• [AIM OF THE EXERCISE]
Beginning with the first line below, please repeat the material exactly, ending with the line that includes "pub struct ResizeSubscription".
---------- INFORMATION PROVIDED
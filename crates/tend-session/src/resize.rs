//! Pane resize subscriptions.
//!
//! Only the active session of the visible page listens for pane size
//! changes. The observer counts live subscriptions so that bound can be
//! checked at runtime.

use std::sync::atomic::{AtomicUsize, Ordering};
use std::sync::Arc;

use tracing::trace;

use tend_core::SessionId;

/// Hands out resize subscriptions and counts the live ones.
#[derive(Debug, Clone, Default)]
pub struct ResizeObserver {
    live: Arc<AtomicUsize>,
}

impl ResizeObserver {
    /// Create an observer with no subscriptions.
    pub fn new() -> Self {
        Self::default()
    }

    /// Subscribe a session's pane. The subscription ends when the token drops.
    pub fn subscribe(&self, id: SessionId) -> ResizeSubscription {
        self.live.fetch_add(1, Ordering::SeqCst);
        trace!("Resize subscription opened for {}", id);
        ResizeSubscription {
            id,
            live: Arc::clone(&self.live),
        }
    }

    /// Number of subscriptions currently held.
    pub fn live_subscriptions(&self) -> usize {
        self.live.load(Ordering::SeqCst)
    }
}

/// A live resize subscription.
#[derive(Debug)]
pub struct ResizeSubscription {
    id: SessionId,
    live: Arc<AtomicUsize>,
}

impl ResizeSubscription {
    /// The subscribed session.
    pub fn session_id(&self) -> SessionId {
        self.id
    }
}

impl Drop for ResizeSubscription {
    fn drop(&mut self) {
        self.live.fetch_sub(1, Ordering::SeqCst);
        trace!("Resize subscription closed for {}", self.id);
    }
}

#[cfg(test)]
mod tests {
    use super::*;

    #[test]
    fn test_subscriptions_are_counted() {
        let observer = ResizeObserver::new();
        assert_eq!(observer.live_subscriptions(), 0);

        let id = SessionId::new();
        let a = observer.subscribe(id);
        let b = observer.clone().subscribe(SessionId::new());
        assert_eq!(observer.live_subscriptions(), 2);
        assert_eq!(a.session_id(), id);

        drop(a);
        assert_eq!(observer.live_subscriptions(), 1);
        drop(b);
        assert_eq!(observer.live_subscriptions(), 0);
    }
}
//! Error types for the Tend session manager.

use thiserror::Error;

use crate::SessionId;

/// Main error type for Tend operations.
#[derive(Debug, Error)]
pub enum Error {
    /// Session not found
    #[error("Session not found: {0}")]
    SessionNotFound(SessionId),

    /// Untagged data arrived while more than one session was live
    #[error("Ambiguous legacy data: {live} live sessions, no target id")]
    AmbiguousLegacyRouting {
        /// Number of live sessions at the time of arrival
        live: usize,
    },

    /// The transport connection is gone
    #[error("Transport closed")]
    TransportClosed,

    /// A wire message could not be decoded
    #[error("Protocol error: {0}")]
    Protocol(String),

    /// Host never acknowledged the backing process
    #[error("Session {id} not ready after {waited_ms}ms")]
    SpawnTimeout {
        /// Session that timed out
        id: SessionId,
        /// How long the session waited
        waited_ms: u64,
    },

    /// Invalid terminal dimensions
    #[error("Invalid dimensions: {rows}x{cols}")]
    InvalidDimensions {
        /// Number of rows
        rows: u16,
        /// Number of columns
        cols: u16,
    },

    /// IO error
    #[error("IO error: {0}")]
    Io(#[from] std::io::Error),

    /// Configuration error
    #[error("Configuration error: {0}")]
    Config(String),

    /// Serialization/deserialization errors
    #[error("Serialization error: {0}")]
    Serialization(#[from] serde_json::Error),
}

/// Result type alias using our Error type.
pub type Result<T> = std::result::Result<T, Error>;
--------------------
• [ANSWER TO THIS PROBLEM]
filename crates/tend-session/src/resize.rs
//! Pane resize subscriptions.
//!
//! Only the active session of the visible page listens for pane size
//! changes. The observer counts live subscriptions so that bound can be
//! checked at runtime.

use std::sync::atomic::{AtomicUsize, Ordering};
use std::sync::Arc;

use tracing::trace;

use tend_core::SessionId;

/// Hands out resize subscriptions and counts the live ones.
#[derive(Debug, Clone, Default)]
pub struct ResizeObserver {
    live: Arc<AtomicUsize>,
}

impl ResizeObserver {
    /// Create an observer with no subscriptions.
    pub fn new() -> Self {
        Self::default()
    }

    /// Subscribe a session's pane. The subscription ends when the token drops.
    pub fn subscribe(&self, id: SessionId) -> ResizeSubscription {
        self.live.fetch_add(1, Ordering::SeqCst);
        trace!("Resize subscription opened for {}", id);
        ResizeSubscription {
            id,
            live: Arc::clone(&self.live),
        }
    }

    /// Number of subscriptions currently held.
    pub fn live_subscriptions(&self) -> usize {
        self.live.load(Ordering::SeqCst)
    }
}

/// A live resize subscription.
#[derive(Debug)]
pub struct ResizeSubscription {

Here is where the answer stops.